This doctrine, which the board followed in the instant case, has been reaffirmed by this court in several recent cases. See, Reed v. Tornqvist, 436 F.2d 501, 58 CCPA 864 (1971); Noyce v. Kilby, 416 F.2d 1391, 57 CCPA 1156 (1969), and Gubelmann v. Gang, 408 F.2d 758, 56 CCPA 1013 (1969). We find absolutely no merit to appellant's contention that the examiner's decision denying appellees' motion to dissolve switched the burden to appellees. The examiner's decision merely left the issue for the board to resolve after testimony was taken.
We also agree with the board that appellant has failed to meet his burden of proof in this case. Although we see nothing wrong with the board's approach, since appellant considers two main issues to be presented, we will discuss them as appellant has presented them.
First, appellant asserts that one skilled in the art reading the Tummers' disclosure would know epitaxial layers were inherently intended because all known bipolar transistors were built with single crystal layers. While we have no doubt that one of ordinary skill in the art would have thought of epitaxial layers if appellant had disclosed homostructures, such as silicon on silicon or germanium on germanium, we cannot say the same about the germanium on silicon heterostructures disclosed. The evidence clearly supports the view, in conformity with the board's findings, that in such situations one of ordinary skill in the art might very well think Tummers intended to disclose polycrystalline or amorphous layers. As mentioned above, if there is any doubt whatsoever about whether the limitations of the count are inherent in Tummers' disclosure, it must be resolved against Tummers. Reed v. Tornqvist, supra; Noyce v. Kilby, supra; Gubelmann v. Gang, supra; Dreyfus v. Sternau, supra.

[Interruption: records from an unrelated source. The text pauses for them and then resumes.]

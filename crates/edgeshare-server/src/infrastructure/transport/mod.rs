//! Transports carrying [`ProxyMessage`](edgeshare_core::ProxyMessage)s to
//! secondaries.
//!
//! Framing and the network handshake live outside this crate.  The
//! [`channel::ChannelTransport`] adapter hands messages to whatever task owns
//! the connection through an unbounded tokio channel, preserving order.

pub mod channel;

Secondly, we think it even more persuasive of the holding that Tummers cannot make the count that one of ordinary skill in the art would not have known how to deposit epitaxial germanium layers on silicon even if he knew that epitaxial layers were intended by Tummers. The Tummers' disclosure states that the germanium is vapor deposited on the silicon "in known manner, not essential to the invention." The evidence of record clearly indicates that there was no known manner of depositing layers by heteroepitaxial growth. While the various concepts which could be combined to achieve such results were possibly available, they were scattered throughout the art. We are not convinced that how to select and combine the various teachings of the art (some of which dealt with heterostructures, some homostructures) to achieve successful heteroepitaxial growth of germanium on silicon would have been apparent to one of ordinary skill in the art in 1960, let alone convinced that such growth could be done in a "known manner."

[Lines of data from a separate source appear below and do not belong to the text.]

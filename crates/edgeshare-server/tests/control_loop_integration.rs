//! Integration tests for the serialized control loop.
//!
//! The orchestrator runs inside `control_loop::run` exactly as in the host
//! binary; the tests play the input hook and the connection tasks by sending
//! `ServerEvent`s.  Tokio time is paused, so enter timeouts fire
//! deterministically.

use std::time::Duration;

use edgeshare_core::{
    ClientReport, ClipboardData, ClipboardId, Edge, Link, ProxyMessage, ScreenInfo, ScreenShape,
    SideMask,
};
use edgeshare_server::application::control_loop::{self, OrchestratorHandle, ServerEvent};
use edgeshare_server::application::orchestrator::{OrchestratorConfig, ScreenOrchestrator};
use edgeshare_server::application::primary_client::PrimaryClientAdapter;
use edgeshare_server::application::update_layout::build_layout;
use edgeshare_server::infrastructure::platform::headless::HeadlessScreen;
use edgeshare_server::infrastructure::transport::channel::ChannelTransport;
use tokio::sync::mpsc::UnboundedReceiver;
use tokio::task::JoinHandle;
use uuid::Uuid;

const ACK_TIMEOUT: Duration = Duration::from_millis(500);

// ── Fixtures ──────────────────────────────────────────────────────────────────

struct Server {
    handle: OrchestratorHandle,
    task: JoinHandle<ScreenOrchestrator>,
    screen: HeadlessScreen,
}

impl Server {
    fn start() -> Self {
        let layout = build_layout(
            "desk",
            vec!["laptop".to_string()],
            vec![
                Link {
                    from: "desk".to_string(),
                    edge: Edge::Right,
                    to: "laptop".to_string(),
                },
                Link {
                    from: "laptop".to_string(),
                    edge: Edge::Left,
                    to: "desk".to_string(),
                },
            ],
        )
        .expect("valid layout");
        let screen =
            HeadlessScreen::new("desk", ScreenShape::new(0, 0, 1920, 1080), 1).expect("screen");
        let primary = PrimaryClientAdapter::new("desk", Box::new(screen.handle()));
        let config = OrchestratorConfig {
            enter_ack_timeout: ACK_TIMEOUT,
        };
        let orchestrator = ScreenOrchestrator::new(primary, layout, config).expect("starts");

        let (handle, events) = control_loop::channel(64);
        let task = tokio::spawn(control_loop::run(orchestrator, events));
        Self {
            handle,
            task,
            screen,
        }
    }

    async fn send(&self, event: ServerEvent) {
        self.handle.send(event).await.expect("loop running");
    }

    async fn connect_laptop(&self) -> (Uuid, UnboundedReceiver<ProxyMessage>) {
        let info = ScreenInfo {
            shape: ScreenShape::new(0, 0, 1280, 800),
            cursor: (640, 400),
        };
        let (proxy, rx) = ChannelTransport::connect("laptop", info, 0).expect("valid laptop");
        let connection_id = proxy.connection_id();
        self.send(ServerEvent::ClientConnected(proxy)).await;
        (connection_id, rx)
    }

    async fn stop(self) -> ScreenOrchestrator {
        self.send(ServerEvent::Shutdown).await;
        self.task.await.expect("loop does not panic")
    }
}

fn drain(rx: &mut UnboundedReceiver<ProxyMessage>) -> Vec<ProxyMessage> {
    let mut messages = Vec::new();
    while let Ok(message) = rx.try_recv() {
        messages.push(message);
    }
    messages
}

fn enter_seqs(messages: &[ProxyMessage]) -> Vec<u32> {
    messages
        .iter()
        .filter_map(|m| match m {
            ProxyMessage::Enter { seq, .. } => Some(*seq),
            _ => None,
        })
        .collect()
}

// ── Enter timeout ─────────────────────────────────────────────────────────────

#[tokio::test(start_paused = true)]
async fn test_unacknowledged_enter_reverts_and_disables_edge_until_reconnect() {
    // Arrange
    let server = Server::start();
    let (_, mut first) = server.connect_laptop().await;

    // Act: hand off, never acknowledge, then keep pushing at the edge
    server.send(ServerEvent::CursorSample { x: 1919, y: 540 }).await;
    tokio::time::sleep(ACK_TIMEOUT + Duration::from_millis(10)).await;
    server.send(ServerEvent::CursorSample { x: 1919, y: 540 }).await;
    tokio::time::sleep(Duration::from_millis(1)).await;

    // Assert: one enter only, focus home, right edge no longer live
    assert_eq!(enter_seqs(&drain(&mut first)), vec![2]);
    assert_eq!(server.screen.active_sides(), SideMask::NONE);
    assert_eq!(server.screen.cursor(), (1918, 540));
    assert!(server.screen.is_pointer_visible());

    // Act: the laptop reconnects and the edge works again
    let (_, mut second) = server.connect_laptop().await;
    server.send(ServerEvent::CursorSample { x: 1919, y: 540 }).await;
    let orchestrator = server.stop().await;

    // Assert
    assert_eq!(enter_seqs(&drain(&mut second)), vec![4]);
    assert!(orchestrator.registry().is_connected("laptop"));
}

#[tokio::test(start_paused = true)]
async fn test_unacknowledged_enter_times_out_after_focus_returns() {
    // Arrange
    let server = Server::start();
    let (_, mut rx) = server.connect_laptop().await;

    // Act: hand off, come straight back, never acknowledge
    server.send(ServerEvent::CursorSample { x: 1919, y: 540 }).await;
    server.send(ServerEvent::CursorSample { x: 950, y: 540 }).await;
    tokio::time::sleep(ACK_TIMEOUT + Duration::from_millis(10)).await;
    server.send(ServerEvent::CursorSample { x: 1919, y: 540 }).await;
    tokio::time::sleep(Duration::from_millis(1)).await;

    // Assert: the laptop was dropped and its edge is no longer live
    assert_eq!(server.screen.active_sides(), SideMask::NONE);
    let orchestrator = server.stop().await;
    assert_eq!(enter_seqs(&drain(&mut rx)), vec![2]);
    assert!(!orchestrator.registry().is_connected("laptop"));
}

#[tokio::test(start_paused = true)]
async fn test_acknowledged_enter_survives_past_deadline() {
    // Arrange
    let server = Server::start();
    let (connection_id, mut rx) = server.connect_laptop().await;

    // Act
    server.send(ServerEvent::CursorSample { x: 1919, y: 540 }).await;
    server
        .send(ServerEvent::Report {
            name: "laptop".to_string(),
            connection_id,
            report: ClientReport::EnterAck { seq: 2 },
        })
        .await;
    tokio::time::sleep(ACK_TIMEOUT * 4).await;
    server.send(ServerEvent::CursorSample { x: 980, y: 540 }).await;
    let orchestrator = server.stop().await;

    // Assert
    let sent = drain(&mut rx);
    assert!(sent.contains(&ProxyMessage::MouseMove { x: 20, y: 400 }));
    assert!(orchestrator.registry().is_connected("laptop"));
}

#[tokio::test(start_paused = true)]
async fn test_stale_acknowledgement_does_not_cancel_timeout() {
    let server = Server::start();
    let (connection_id, _rx) = server.connect_laptop().await;

    server.send(ServerEvent::CursorSample { x: 1919, y: 540 }).await;
    server
        .send(ServerEvent::Report {
            name: "laptop".to_string(),
            connection_id,
            report: ClientReport::EnterAck { seq: 1 },
        })
        .await;
    tokio::time::sleep(ACK_TIMEOUT + Duration::from_millis(10)).await;
    let orchestrator = server.stop().await;

    assert!(!orchestrator.registry().is_connected("laptop"));
}

// ── Connections ───────────────────────────────────────────────────────────────

#[tokio::test]
async fn test_late_close_of_replaced_connection_is_ignored() {
    // Arrange
    let server = Server::start();
    let (old_id, old_rx) = server.connect_laptop().await;
    server
        .send(ServerEvent::ClientDisconnected {
            name: "laptop".to_string(),
            connection_id: old_id,
        })
        .await;
    drop(old_rx);
    let (new_id, _new_rx) = server.connect_laptop().await;

    // Act: the old connection's reader reports its close a second time
    server
        .send(ServerEvent::ClientDisconnected {
            name: "laptop".to_string(),
            connection_id: old_id,
        })
        .await;
    let orchestrator = server.stop().await;

    // Assert
    let state = orchestrator.registry().get("laptop").expect("registered");
    assert_eq!(state.connection_id, new_id);
    assert!(orchestrator.registry().is_connected("laptop"));
}

#[tokio::test]
async fn test_clipboard_reports_flow_through_the_loop() {
    // Arrange
    let server = Server::start();
    let (connection_id, _rx) = server.connect_laptop().await;
    server.send(ServerEvent::CursorSample { x: 1919, y: 540 }).await;
    let text = ClipboardData::from_text("copied remotely");

    // Act
    for report in [
        ClientReport::EnterAck { seq: 2 },
        ClientReport::GrabClipboard {
            id: ClipboardId::Clipboard,
            seq: 2,
        },
        ClientReport::ClipboardData {
            id: ClipboardId::Clipboard,
            seq: 2,
            data: text.clone(),
        },
    ] {
        server
            .send(ServerEvent::Report {
                name: "laptop".to_string(),
                connection_id,
                report,
            })
            .await;
    }
    server.send(ServerEvent::CursorSample { x: 900, y: 540 }).await;
    let screen = server.screen.handle();
    let orchestrator = server.stop().await;

    // Assert: focus came home and the desk received the laptop's copy
    assert_eq!(orchestrator.clipboard_owner(ClipboardId::Clipboard), Some("laptop"));
    assert_eq!(screen.clipboard_contents(ClipboardId::Clipboard), Some(text));
}

#[tokio::test]
async fn test_shutdown_restores_primary_and_stops_loop() {
    let server = Server::start();
    let (_, mut rx) = server.connect_laptop().await;
    server.send(ServerEvent::CursorSample { x: 1919, y: 540 }).await;
    let screen = server.screen.handle();

    let orchestrator = server.stop().await;

    assert_eq!(orchestrator.focused_name(), None);
    assert!(drain(&mut rx).contains(&ProxyMessage::Leave));
    assert!(screen.is_pointer_visible());
    assert!(!screen.is_enabled());
}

It is noted that in 1964 reports were published by appellee's assignee stating that success has been achieved in epitaxially growing germanium on silicon.
What does seem to have been known by those of skill in the art in 1960 was that such heteroepitaxial growth could result in the formation of microscopic islands. The record shows, however, that such islands were too small to accommodate a spaced pair of the minimum size electrodes then in use in order to form a transistor. These islands cannot be considered "an epitaxial layer" as called for in the count.
Since only island type or polycrystalline aggregate type growth could be achieved in heterostructures in 1960, we fail to see how one of ordinary skill in the art reading Tummers' specification would know either that epitaxial layers were intended or how they were to be made. Therefore, the Tummers' specification does not inherently disclose epitaxial layers, Tummers cannot make the count which recites such layers, and priority of invention was properly awarded to appellees.
The decision of the board is affirmed.
Affirmed.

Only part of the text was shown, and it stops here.